The morning sun shook its rays on the castle side, filling the campus with light as yellow as a locks of someone's hair. The fire from the sun woke up a girl from the Lion's Den. The Den was Gryffindor house's nickname back in the day, the morning of 1975, just before summer break. The girl's dormitories were called the Pride.

One lioness' eyes opened, a lion named Lily! Though she was named after something white she was a dramatically-colored girl, the eyes that slowly opened were green, and not as pale as her name might have been. Her hair was a little closer to the flower though, not an Easter lily, but a tiger lily, her hair was orange! The banged-haired young woman had ropes of tress quite out of control, some of it stood on top of her head, and she'd made braids and tendrils all about it, and every bit of her hair glittered, it shone with the same fire that flashed from her eyes, however green they were there were bits of red there.

Her eyes still itched from last night's tears. She ran out teardrops over the night. Lately when you looked at her she just stared, nothing came out of her eyes, they couldn't wink or shy away, or flicker with the light of a smile or cry, at least not today. When she was crying last night she screamed her last tear into a sheet so that there would be no sound, no evidence for anyone to overhear and come over and comfort or ask her a question. It was something she had to work out for herself. She yelled to herself and into her bed until she couldn't anymore, till the water was stuck and couldn't come out, all boxed in, in a green jail.

She thought she'd found the end to everything last night, and the crybaby that she was had died, the one deep inside of her whose sister would burn her enchanted school books alive in front of her, and part of her arm next with the same lighter. The screams always came from the pages, (who were not given a merciful death,) trying to escape their fate. But Lily never screamed, never breathed a word about it. Why would she? A witch was supposed to be tortured and burnt. She never made a sound to anyone about it, not even her pet cat, she was silent. She wasn't ratting on Petunia.

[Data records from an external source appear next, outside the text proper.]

//! End-to-end tests for the live stream over a real socket

use futures_util::{SinkExt, StreamExt};
use std::net::SocketAddr;
use std::sync::Arc;
use std::time::Duration;
use sublog::api::{serve_on, AppState};
use sublog::config::ServerConfig;
use sublog::storage::{LogRecord, LogStore};
use sublog::websocket::{Hub, HubConfig};
use tempfile::TempDir;
use tokio::net::TcpStream;
use tokio::sync::oneshot;
use tokio::task::JoinHandle;
use tokio_tungstenite::tungstenite::protocol::{frame::coding::CloseCode, CloseFrame};
use tokio_tungstenite::{connect_async, tungstenite::Message, MaybeTlsStream, WebSocketStream};

type Client = WebSocketStream<MaybeTlsStream<TcpStream>>;

const WAIT: Duration = Duration::from_secs(5);

struct TestServer {
    addr: SocketAddr,
    hub: Hub,
    http: reqwest::Client,
    hub_task: JoinHandle<()>,
    shutdown: Option<oneshot::Sender<()>>,
    _dir: TempDir,
}

impl TestServer {
    async fn start() -> Self {
        let dir = tempfile::tempdir().unwrap();
        let store = Arc::new(LogStore::open(dir.path().join("sublog.db")).unwrap());
        let (hub, hub_task) = Hub::spawn(HubConfig::default());
        let config = ServerConfig {
            frontend_dir: dir.path().join("frontend"),
            ..ServerConfig::default()
        };

        let listener = tokio::net::TcpListener::bind("127.0.0.1:0").await.unwrap();
        let addr = listener.local_addr().unwrap();
        let (tx, rx) = oneshot::channel::<()>();
        let state = AppState::new(store, hub.clone(), config);
        tokio::spawn(serve_on(listener, state, async {
            let _ = rx.await;
        }));

        Self {
            addr,
            hub,
            http: reqwest::Client::new(),
            hub_task,
            shutdown: Some(tx),
            _dir: dir,
        }
    }

    fn url(&self, path: &str) -> String {
        format!("http://{}{}", self.addr, path)
    }

    async fn connect(&self) -> Client {
        let (client, _) = connect_async(format!("ws://{}/ws", self.addr))
            .await
            .unwrap();
        client
    }

    async fn wait_for_subscribers(&self, expected: usize) {
        tokio::time::timeout(WAIT, async {
            while self.hub.subscriber_count() != expected {
                tokio::time::sleep(Duration::from_millis(10)).await;
            }
        })
        .await
        .unwrap_or_else(|_| {
            panic!(
                "expected {} subscribers, have {}",
                expected,
                self.hub.subscriber_count()
            )
        });
    }
}

impl Drop for TestServer {
    fn drop(&mut self) {
        if let Some(tx) = self.shutdown.take() {
            let _ = tx.send(());
        }
    }
}

/// Next pushed record, skipping control frames
async fn next_record(client: &mut Client) -> LogRecord {
    tokio::time::timeout(WAIT, async {
        loop {
            match client.next().await {
                Some(Ok(Message::Text(text))) => return serde_json::from_str(&text).unwrap(),
                Some(Ok(_)) => continue,
                other => panic!("stream ended: {:?}", other),
            }
        }
    })
    .await
    .unwrap()
}

/// Wait for the server's close frame, skipping anything before it
async fn next_close(client: &mut Client) -> CloseFrame<'static> {
    tokio::time::timeout(WAIT, async {
        loop {
            match client.next().await {
                Some(Ok(Message::Close(Some(frame)))) => return frame,
                Some(Ok(Message::Close(None))) => panic!("close frame without a code"),
                Some(Ok(_)) => continue,
                other => panic!("stream ended without a close frame: {:?}", other),
            }
        }
    })
    .await
    .unwrap()
}

#[tokio::test]
async fn test_ingested_record_is_pushed() {
    let server = TestServer::start().await;
    let mut client = server.connect().await;
    server.wait_for_subscribers(1).await;

    let response = server
        .http
        .post(server.url("/logs"))
        .json(&serde_json::json!({
            "level": "info",
            "message": "hello",
            "meta": {"requestId": "req-1"},
            "timestamp": "2024-03-01T12:30:00Z"
        }))
        .send()
        .await
        .unwrap();
    assert_eq!(response.status(), reqwest::StatusCode::ACCEPTED);

    let record = next_record(&mut client).await;
    assert!(record.id > 0);
    assert_eq!(record.level.as_deref(), Some("info"));
    assert_eq!(record.message.as_deref(), Some("hello"));
    assert_eq!(record.metadata.as_deref(), Some(r#"{"requestId":"req-1"}"#));
    assert_eq!(record.timestamp.to_rfc3339(), "2024-03-01T12:30:00+00:00");
}

#[tokio::test]
async fn test_clear_reaches_every_client() {
    let server = TestServer::start().await;
    server
        .http
        .post(server.url("/logs"))
        .json(&serde_json::json!([{"message": "a"}, {"message": "b"}]))
        .send()
        .await
        .unwrap();

    let mut first = server.connect().await;
    let mut second = server.connect().await;
    server.wait_for_subscribers(2).await;

    let response = server
        .http
        .delete(server.url("/logs/all"))
        .send()
        .await
        .unwrap();
    assert_eq!(response.status(), reqwest::StatusCode::OK);

    for client in [&mut first, &mut second] {
        let record = next_record(client).await;
        assert_eq!(record.id, -1);
        assert!(record.level.is_none());
        assert!(record.message.is_none());
        assert!(record.metadata.is_none());
    }

    let recent: Vec<LogRecord> = server
        .http
        .get(server.url("/logs/recent"))
        .send()
        .await
        .unwrap()
        .json()
        .await
        .unwrap();
    assert!(recent.is_empty());
}

#[tokio::test]
async fn test_disconnect_unregisters() {
    let server = TestServer::start().await;
    let mut staying = server.connect().await;
    let mut leaving = server.connect().await;
    server.wait_for_subscribers(2).await;

    leaving.close(None).await.unwrap();
    server.wait_for_subscribers(1).await;

    // Abrupt drop without a close frame
    let dropped = server.connect().await;
    server.wait_for_subscribers(2).await;
    drop(dropped);
    server.wait_for_subscribers(1).await;

    server
        .http
        .post(server.url("/logs"))
        .json(&serde_json::json!({"message": "still here"}))
        .send()
        .await
        .unwrap();
    let record = next_record(&mut staying).await;
    assert_eq!(record.message.as_deref(), Some("still here"));
}

#[tokio::test]
async fn test_client_messages_are_ignored() {
    let server = TestServer::start().await;
    let mut client = server.connect().await;
    server.wait_for_subscribers(1).await;

    client
        .send(Message::Text("hello server".to_string()))
        .await
        .unwrap();

    server
        .http
        .post(server.url("/logs"))
        .json(&serde_json::json!({"message": "after chatter"}))
        .send()
        .await
        .unwrap();

    let record = next_record(&mut client).await;
    assert_eq!(record.message.as_deref(), Some("after chatter"));
    assert_eq!(server.hub.subscriber_count(), 1);
}

#[tokio::test]
async fn test_hub_shutdown_closes_viewers() {
    let server = TestServer::start().await;
    let mut first = server.connect().await;
    let mut second = server.connect().await;
    server.wait_for_subscribers(2).await;

    // Dropping the control loop drops every subscriber and closes its queue
    server.hub_task.abort();

    for client in [&mut first, &mut second] {
        let frame = next_close(client).await;
        assert_eq!(frame.code, CloseCode::Normal);
    }
}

She hid each teardrop from everyone now the way she used to hide each act of magic, walking back from a playground in Cokeworth; she tried so hard to tuck it in, to let not a street light catch fire, or bubbles churn themselves out of a stranger's cup. She always walked the route to school or to the mailbox as if there was a gun pointed at the back of her head. Petunia said her parents would sell her to a freak show in the circus if they only knew. Of course they would, but what she was more concerned with was once the freak show got tired of her, the next stops were even worse she heard, the rods scientist's would poke her with, and the knives of doctors.

She bawled up on the bed of her dorm, wishing she had a penseive to put her memories in, so she wouldn't have to keep em. Her twisting was interrupted by a bump, BUMP.

Did something fall in the room? She convinced herself that's what it was, a book off the table... or did it fall outside her door?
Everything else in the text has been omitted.